Identifying prognostic factors of severe metabolic acidosis and uraemia in African children with severe falciparum malaria: a secondary analysis of a randomized trial
Mzumara G, Leopold S, Marsh K, Dondorp A, Ohuma EO, Mukaka M
Malar J. 2021;20
BACKGROUND: Severe metabolic acidosis and acute kidney injury are major causes of mortality in children with severe malaria but are often underdiagnosed in low resource settings. METHODS: A retrospective analysis of the 'Artesunate versus quinine in the treatment of severe falciparum malaria in African children' (AQUAMAT) trial was conducted to identify clinical features of severe metabolic acidosis and uraemia in 5425 children from nine African countries. Separate models were fitted for uraemia and severe metabolic acidosis. Separate univariable and multivariable logistic regression were performed to identify prognostic factors for severe metabolic acidosis and uraemia. Both analyses adjusted for the trial arm. A forward selection approach was used for model building of the logistic models and a threshold of 5% statistical significance was used for inclusion of variables into the final logistic model.
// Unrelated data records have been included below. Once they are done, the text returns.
//! Request correlation.
//!
//! Every outstanding request is identified by a [`ContextHandle`] issued by
//! the [`CallbackRegistry`]. The registry holds the request's callback until
//! a response, failure or cancellation retires the handle.

mod outcome;
mod registry;

pub use outcome::{CommandFailure, CommandOutcome, StatusFailure};
pub use registry::CallbackRegistry;

use std::fmt;

/// Opaque per-request handle. Never reused within a registry.
#[derive(Clone, Copy, Debug, Eq, PartialEq, Hash, PartialOrd, Ord)]
pub struct ContextHandle(u64);

impl ContextHandle {
    /// Rebuild a handle carried across a transport boundary.
    pub fn from_raw(raw: u64) -> Self {
        Self(raw)
    }

    pub fn raw(&self) -> u64 {
        self.0
    }
}

impl fmt::Display for ContextHandle {
    fn fmt(&self, f: &mut fmt::Formatter<'_>) -> fmt::Result {
        write!(f, "ctx#{}", self.0)
    }
}

/// Lifecycle of a handle.
///
/// ```text
/// Unregistered -> Reserved -> Live -> Retired
///                     \_______________/
/// ```
#[derive(Clone, Copy, Debug, Eq, PartialEq)]
pub enum ContextState {
    /// Never issued by this registry.
    Unregistered,
    /// Issued by `allocate()`, no callback yet.
    Reserved,
    /// Callback registered and waiting.
    Live,
    /// Resolved or canceled. Terminal.
    Retired,
}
Model performance was assessed through calibration, discrimination, and internal validation with bootstrapping. RESULTS: There were 2296 children identified with severe metabolic acidosis and 1110 with uraemia. Prognostic features of severe metabolic acidosis among them were deep breathing (OR: 3.94, CI 2.51-6.2), hypoglycaemia (OR: 5.16, CI 2.74-9.75), coma (OR: 1.72 CI 1.17-2.51), respiratory distress (OR: 1.46, CI 1.02-2.1) and prostration (OR: 1.88 CI 1.35-2.59). Features associated with uraemia were coma (3.18, CI 2.36-4.27), Prostration (OR: 1.78 CI 1.37-2.30), decompensated shock (OR: 1.89, CI 1.31-2.74), black water fever (CI 1.58. CI 1.09-2.27), jaundice (OR: 3.46 CI 2.21-5.43), severe anaemia (OR: 1.77, CI 1.36-2.29) and hypoglycaemia (OR: 2.77, CI 2.22-3.46) CONCLUSION: Clinical and laboratory parameters representing contributors and consequences of severe metabolic acidosis and uraemia were independently associated with these outcomes. The model can be useful for identifying patients at high risk of these complications where laboratory assessments are not routinely available.